I had déjà
vu in the Airport in Chicago at least three times. I learned how to
spell déjà vu because I got a drink with a Grindr boy at Wolfgang
Pucks who was a PhD student in French Lit.
Except I
didn’t get alcohol. I played it cool and asked the server for ice to
pair with the $3 bottle of sealed water waiting on our table. Later
she ran onto the nearly closed jetway because she hadn’t noticed me
drop a five dollar bill on the bar. This means her tip was probably
pocketed by the bar tender. I felt kind of bad but not really because
I didn’t even get alcohol.
But that’s
not the point. The point is I tried to get alcohol.
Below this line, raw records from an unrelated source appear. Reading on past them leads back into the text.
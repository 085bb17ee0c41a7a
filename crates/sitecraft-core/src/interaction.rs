//! Selection, resize handles, and the drag/resize gesture controller.

use crate::element::{Bounds, ElementId};
use crate::snap::{AlignmentGuides, SnapMode, resize_bounds, snap_position_with_mode};
use crate::store::ElementStore;
use kurbo::{Point, Size, Vec2};
use serde::{Deserialize, Serialize};

/// Handle size in canvas pixels.
pub const HANDLE_SIZE: f64 = 8.0;
/// Handle hit tolerance in canvas pixels.
pub const HANDLE_HIT_TOLERANCE: f64 = 6.0;

/// Edge or corner being dragged during a resize.
#[derive(Debug, Clone, Copy, PartialEq, Eq, Hash, Serialize, Deserialize)]
pub enum ResizeDirection {
    #[serde(rename = "n")]
    North,
    #[serde(rename = "ne")]
    NorthEast,
    #[serde(rename = "e")]
    East,
    #[serde(rename = "se")]
    SouthEast,
    #[serde(rename = "s")]
    South,
    #[serde(rename = "sw")]
    SouthWest,
    #[serde(rename = "w")]
    West,
    #[serde(rename = "nw")]
    NorthWest,
}

impl ResizeDirection {
    /// Clockwise from north, the order handles are laid out in.
    pub const ALL: [ResizeDirection; 8] = [
        ResizeDirection::North,
        ResizeDirection::NorthEast,
        ResizeDirection::East,
        ResizeDirection::SouthEast,
        ResizeDirection::South,
        ResizeDirection::SouthWest,
        ResizeDirection::West,
        ResizeDirection::NorthWest,
    ];

    pub fn token(self) -> &'static str {
        match self {
            ResizeDirection::North => "n",
            ResizeDirection::NorthEast => "ne",
            ResizeDirection::East => "e",
            ResizeDirection::SouthEast => "se",
            ResizeDirection::South => "s",
            ResizeDirection::SouthWest => "sw",
            ResizeDirection::West => "w",
            ResizeDirection::NorthWest => "nw",
        }
    }

    pub fn from_token(token: &str) -> Option<Self> {
        Self::ALL.into_iter().find(|dir| dir.token() == token)
    }

    pub fn has_north(self) -> bool {
        matches!(self, ResizeDirection::North | ResizeDirection::NorthEast | ResizeDirection::NorthWest)
    }

    pub fn has_south(self) -> bool {
        matches!(self, ResizeDirection::South | ResizeDirection::SouthEast | ResizeDirection::SouthWest)
    }

    pub fn has_east(self) -> bool {
        matches!(self, ResizeDirection::East | ResizeDirection::NorthEast | ResizeDirection::SouthEast)
    }

    pub fn has_west(self) -> bool {
        matches!(self, ResizeDirection::West | ResizeDirection::NorthWest | ResizeDirection::SouthWest)
    }

    /// CSS cursor shown over the handle.
    pub fn cursor(self) -> &'static str {
        match self {
            ResizeDirection::North | ResizeDirection::South => "ns-resize",
            ResizeDirection::East | ResizeDirection::West => "ew-resize",
            ResizeDirection::NorthEast | ResizeDirection::SouthWest => "nesw-resize",
            ResizeDirection::SouthEast | ResizeDirection::NorthWest => "nwse-resize",
        }
    }
}

impl std::fmt::Display for ResizeDirection {
    fn fmt(&self, f: &mut std::fmt::Formatter<'_>) -> std::fmt::Result {
        f.write_str(self.token())
    }
}

/// A resize handle centered on an edge midpoint or corner of a box.
#[derive(Debug, Clone, Copy, PartialEq)]
pub struct ResizeHandle {
    /// Center in canvas coordinates.
    pub position: Point,
    pub direction: ResizeDirection,
}

impl ResizeHandle {
    /// Check if a point (in canvas coordinates) hits this handle.
    pub fn hit_test(&self, point: Point, tolerance: f64) -> bool {
        let reach = HANDLE_SIZE / 2.0 + tolerance;
        (point.x - self.position.x).abs() <= reach && (point.y - self.position.y).abs() <= reach
    }
}

/// The eight handles of a box, clockwise from north.
pub fn resize_handles(bounds: Bounds) -> Vec<ResizeHandle> {
    let center = bounds.center();
    ResizeDirection::ALL
        .into_iter()
        .map(|direction| {
            let x = if direction.has_west() {
                bounds.x
            } else if direction.has_east() {
                bounds.right()
            } else {
                center.x
            };
            let y = if direction.has_north() {
                bounds.y
            } else if direction.has_south() {
                bounds.bottom()
            } else {
                center.y
            };
            ResizeHandle {
                position: Point::new(x, y),
                direction,
            }
        })
        .collect()
}

/// Find which handle (if any) is hit at the given point.
pub fn hit_test_handles(bounds: Bounds, point: Point, tolerance: f64) -> Option<ResizeDirection> {
    resize_handles(bounds)
        .into_iter()
        .find(|handle| handle.hit_test(point, tolerance))
        .map(|handle| handle.direction)
}

/// The canvas the elements are drawn on, located in client (window)
/// coordinates.
#[derive(Debug, Clone, Copy, PartialEq)]
pub struct CanvasSurface {
    /// Client position of the canvas top-left.
    pub origin: Point,
}

impl CanvasSurface {
    pub fn new(origin: Point) -> Self {
        Self { origin }
    }

    /// Convert a client position to canvas coordinates.
    pub fn to_canvas(&self, client: Point) -> Point {
        (client - self.origin).to_point()
    }
}

/// Element and box at the start of a drag or resize.
#[derive(Debug, Clone, Copy, PartialEq)]
pub struct Gesture {
    pub element_id: ElementId,
    pub start_bounds: Bounds,
}

/// Snap and size settings applied while moving the pointer.
#[derive(Debug, Clone, Copy, PartialEq)]
pub struct PointerSettings {
    pub snap_mode: SnapMode,
    pub snap_tolerance: f64,
    pub grid_size: f64,
    pub min_size: f64,
}

/// Transient selection and gesture state of the canvas.
#[derive(Debug, Clone, Default)]
pub struct InteractionState {
    selected: Option<ElementId>,
    dragging: bool,
    resizing: bool,
    resize_direction: Option<ResizeDirection>,
    /// Pointer offset from the element's top-left at drag start.
    drag_offset: Vec2,
    guides: AlignmentGuides,
    surface: Option<CanvasSurface>,
    gesture: Option<Gesture>,
}

impl InteractionState {
    pub fn new() -> Self {
        Self::default()
    }

    pub fn with_surface(mut self, surface: CanvasSurface) -> Self {
        self.surface = Some(surface);
        self
    }

    /// Attach, move, or detach the canvas surface.
    pub fn set_surface(&mut self, surface: Option<CanvasSurface>) {
        self.surface = surface;
    }

    pub fn surface(&self) -> Option<CanvasSurface> {
        self.surface
    }

    pub fn selected(&self) -> Option<ElementId> {
        self.selected
    }

    pub fn is_dragging(&self) -> bool {
        self.dragging
    }

    pub fn is_resizing(&self) -> bool {
        self.resizing
    }

    pub fn is_interacting(&self) -> bool {
        self.dragging || self.resizing
    }

    pub fn resize_direction(&self) -> Option<ResizeDirection> {
        self.resize_direction
    }

    pub fn drag_offset(&self) -> Vec2 {
        self.drag_offset
    }

    pub fn guides(&self) -> &AlignmentGuides {
        &self.guides
    }

    /// The gesture in progress, if any.
    pub fn gesture(&self) -> Option<Gesture> {
        self.gesture
    }

    /// Select an element, or clear the selection with `None`.
    pub fn select(&mut self, id: Option<ElementId>) {
        self.selected = id;
    }

    /// Start moving an element. `pointer` is in client coordinates.
    ///
    /// Returns false (and changes nothing) if the element or the canvas
    /// surface is missing.
    pub fn begin_drag(&mut self, store: &ElementStore, id: ElementId, pointer: Point) -> bool {
        let (Some(surface), Some(element)) = (self.surface, store.get(id)) else {
            log::debug!("Ignoring drag start on {id}: element or canvas missing");
            return false;
        };
        self.selected = Some(id);
        self.drag_offset = surface.to_canvas(pointer) - element.position.origin();
        self.dragging = true;
        self.resizing = false;
        self.resize_direction = None;
        self.guides = sibling_guides(store, id);
        self.gesture = Some(Gesture {
            element_id: id,
            start_bounds: element.position,
        });
        true
    }

    /// Start resizing the selected element from the `direction` handle.
    ///
    /// Returns false if nothing is selected or the selection is stale.
    pub fn begin_resize(&mut self, store: &ElementStore, direction: ResizeDirection) -> bool {
        let Some(element) = self.selected.and_then(|id| store.get(id)) else {
            log::debug!("Ignoring resize start: no live selection");
            return false;
        };
        self.resizing = true;
        self.dragging = false;
        self.resize_direction = Some(direction);
        self.guides = sibling_guides(store, element.id);
        self.gesture = Some(Gesture {
            element_id: element.id,
            start_bounds: element.position,
        });
        true
    }

    /// Follow the pointer (client coordinates) during a drag or resize,
    /// writing the new box straight into the store.
    ///
    /// Returns the new bounds, or `None` when nothing is in progress or a
    /// reference went stale.
    pub fn pointer_move(&mut self, store: &mut ElementStore, pointer: Point, settings: &PointerSettings) -> Option<Bounds> {
        if !self.is_interacting() {
            return None;
        }
        let surface = self.surface?;
        let id = self.selected?;
        let current = store.get(id)?.position;
        let local = surface.to_canvas(pointer);

        let next = if self.dragging {
            let candidate = local - self.drag_offset;
            let snapped = snap_position_with_mode(
                candidate,
                Size::new(current.width, current.height),
                &self.guides,
                settings.snap_mode,
                settings.snap_tolerance,
                settings.grid_size,
            );
            Bounds {
                x: snapped.point.x,
                y: snapped.point.y,
                ..current
            }
        } else {
            let direction = self.resize_direction?;
            resize_bounds(current, direction, local, settings.min_size)
        };

        store.set_bounds(id, next);
        store.get(id).map(|el| el.position)
    }

    /// Finish the current gesture and clear all gesture state.
    ///
    /// Returns the gesture that was in progress, so the caller can record
    /// it as a single history entry.
    pub fn end_interaction(&mut self) -> Option<Gesture> {
        self.dragging = false;
        self.resizing = false;
        self.resize_direction = None;
        self.guides.clear();
        self.gesture.take()
    }
}

fn sibling_guides(store: &ElementStore, id: ElementId) -> AlignmentGuides {
    let Some(page_id) = store.get(id).map(|el| el.page_id) else {
        return AlignmentGuides::new();
    };
    AlignmentGuides::from_siblings(
        store
            .page_elements(page_id)
            .filter(|el| el.id != id)
            .map(|el| &el.position),
    )
}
I ordered a beer
at the first stop in the terminal. After a sip, I felt wobbly and the
depth of the building started to move so I paid and left.
I asked my
new friend if he minded me being emotionally inappropriate. He didn’t
and honestly I would have anyway. After a while, I regained my senses
despite the overwhelming lights and the noise and the people—mostly
the people—at the airport.
This was the first place I learned to prevent aura from turning into full-on seizure. Remain calm and keep breathing. Plus, my new friend was engaging and smart and no one interrupted me or questioned me or assumed anything about me. And I didn’t care what they were thinking. I kept them out. That familiar, wobbly sensation of depersonalization and the usual ensuing existential-crisis faded.
Maybe I’ll ask my new friend to have a look at this nonsense when I have a draft—he referred to a random passage in Wojnorawicz’s memoir as gorgeous. The adjective struck me and is of course fitting—his writing is gorgeous. But only a lit guy would describe language as such, with an adjective more germane to renaissance paintings than a grungy memoir by some queer who died of AIDs. I mean, Juliet is the sun, but not really.